Hospitals Worried About Health Insurance Decision
Friday, July 09, 2010
Care New England, a hospital conglomerate which includes Butler, Kent, and Women and Infants hospitals, said it would not be directly affected by the rate increases because it self-insures its employees. But it said the 8.4 to 12.3 hikes that were approved could have a broad impact on other Rhode Island businesses.
“The magnitude of these increases may cause more RI employers to reduce or drop health coverage,” said May Kernan, a CNE spokesperson. “In addition to the already high unemployment in the state, this would likely cause increased charitable care and bad debts.”

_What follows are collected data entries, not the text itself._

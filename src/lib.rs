#![forbid(unsafe_code)]

//! @acp:module "policyforge Library"
//! @acp:summary "Questionnaire-driven legal document generation with version history"
//! @acp:domain core
//! @acp:layer api
//! @acp:stability stable
//!
//! # policyforge
//!
//! Generates website legal documents (privacy policy, terms of service,
//! cookie policy and related notices) from a conditional questionnaire.
//!
//! ## Features
//!
//! - **Conditional questionnaire**: questions appear only when their
//!   `show_if` conditions hold; completeness ignores hidden questions
//! - **Section resolution**: per-document section tables filtered by answers
//!   and jurisdiction compliance flags, with flags taking precedence
//! - **Template composition**: single-pass `{{TOKEN}}` substitution with
//!   leftover placeholders scrubbed
//! - **Version history**: every change snapshots the previous body;
//!   list, diff and roll back by ordinal
//!
//! ## Example
//!
//! ```rust,no_run
//! use policyforge::{ComplianceFlags, DocumentType, FileStore, MemoryCatalog, Workspace};
//!
//! fn main() -> anyhow::Result<()> {
//!     let catalog = MemoryCatalog::new()
//!         .with_template(DocumentType::PrivacyPolicy, "<h1>{{COMPANY_NAME}}</h1>{{INTRODUCTION}}");
//!     let mut workspace = Workspace::new(FileStore::new(".policyforge/store"), catalog, ComplianceFlags::new());
//!
//!     let answers = serde_json::json!({"company_name": "Acme", "has_ecommerce": "yes"});
//!     if let serde_json::Value::Object(raw) = answers {
//!         workspace.save_answers(&raw)?;
//!     }
//!     workspace.generate(DocumentType::PrivacyPolicy)?;
//!
//!     for version in workspace.list_versions(DocumentType::PrivacyPolicy)? {
//!         println!("v{} ({} bytes)", version.ordinal, version.size);
//!     }
//!     Ok(())
//! }
//! ```

pub mod commands;
pub mod compliance;
pub mod config;
pub mod document;
pub mod error;
pub mod history;
pub mod questionnaire;
pub mod storage;
pub mod workspace;

// Re-exports
pub use compliance::{ComplianceFlags, ComplianceFlagsProvider, FileFlags, Jurisdiction};
pub use config::{Config, StoreBackend};
pub use document::{
    Composer, ContentCatalog, DirectoryCatalog, DocumentType, GeneratedDocument, MemoryCatalog,
    SiteProfile,
};
pub use error::{PolicyError, Result};
pub use history::{
    ChangeKind, DiffKind, DiffLine, DiffMode, DiffSummary, VersionRecord, VersionState,
    VersionStore, VersionSummary,
};
pub use questionnaire::{AnswerSet, AnswerValue, Question, QuestionType, Questionnaire};
pub use storage::{FileStore, KeyValueStore, MemoryStore, Repository, SaveOutcome};
#[cfg(feature = "sqlite")]
pub use storage::SqliteStore;
pub use workspace::Workspace;

/// Library version
pub const VERSION: &str = env!("CARGO_PKG_VERSION");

She added that hospitals are already facing financial challenges because of uncompensated care, despite “strenuous efforts” to cut costs and become more efficient.
Hospitals Resist Cap on Prices
In his decision on health insurance rates, Commissioner Chris Koller also imposed six conditions for contracts between health insurance companies and hospitals. Kernan said Care New England supported two of those conditions, which require quality incentives and standards for administrative efficiency.
“But we do have some concerns about price caps for increases to hospitals when no such caps are in place for the goods and services the hospitals use to provide the necessary care,” Kernan said. “We would be concerned if the inflation cap did not allow us to address increases in uncompensated care, to meet our obligations to employees for competitive salary and wages or to keep pace with other expenses, and, at the same time allow us to manage a modest gain from hospital operations.”
Lifespan—which includes Hasbro Children’s and Rhode Island hospitals—declined to comment. “We are still reviewing the details, beyond that, we have no comment,” said Mark Montella, senior vice president of external affairs.